WORK TO BE COMPLETED ->
All entries must be extracted exactly, with nothing added or dropped.

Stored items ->

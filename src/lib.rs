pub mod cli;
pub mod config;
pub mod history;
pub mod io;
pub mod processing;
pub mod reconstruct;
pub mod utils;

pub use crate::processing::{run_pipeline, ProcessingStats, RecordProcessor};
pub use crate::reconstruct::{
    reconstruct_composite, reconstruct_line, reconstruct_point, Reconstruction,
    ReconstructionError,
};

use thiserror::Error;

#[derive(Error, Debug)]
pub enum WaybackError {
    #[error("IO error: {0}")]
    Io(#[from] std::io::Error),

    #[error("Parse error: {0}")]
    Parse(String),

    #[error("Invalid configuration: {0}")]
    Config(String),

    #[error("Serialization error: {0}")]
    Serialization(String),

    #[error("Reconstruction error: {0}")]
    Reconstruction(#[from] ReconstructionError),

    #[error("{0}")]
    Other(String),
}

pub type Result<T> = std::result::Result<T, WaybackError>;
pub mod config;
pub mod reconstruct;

WRITTEN RESPONSE ->
filename src/lib.rs
pub mod cli;
pub mod config;
pub mod history;
pub mod io;
pub mod processing;
pub mod reconstruct;
pub mod utils;

pub use crate::processing::{run_pipeline, ProcessingStats, RecordProcessor};
pub use crate::reconstruct::{
    reconstruct_composite, reconstruct_line, reconstruct_point, Reconstruction,
    ReconstructionError,
};

use thiserror::Error;

#[derive(Error, Debug)]
pub enum WaybackError {
    #[error("IO error: {0}")]
    Io(#[from] std::io::Error),

    #[error("Parse error: {0}")]
    Parse(String),

    #[error("Invalid configuration: {0}")]
    Config(String),

    #[error("Serialization error: {0}")]
    Serialization(String),

    #[error("Reconstruction error: {0}")]
    Reconstruction(#[from] ReconstructionError),

    #[error("{0}")]
    Other(String),
}

pub type Result<T> = std::result::Result<T, WaybackError>;
pub mod config;
pub mod reconstruct;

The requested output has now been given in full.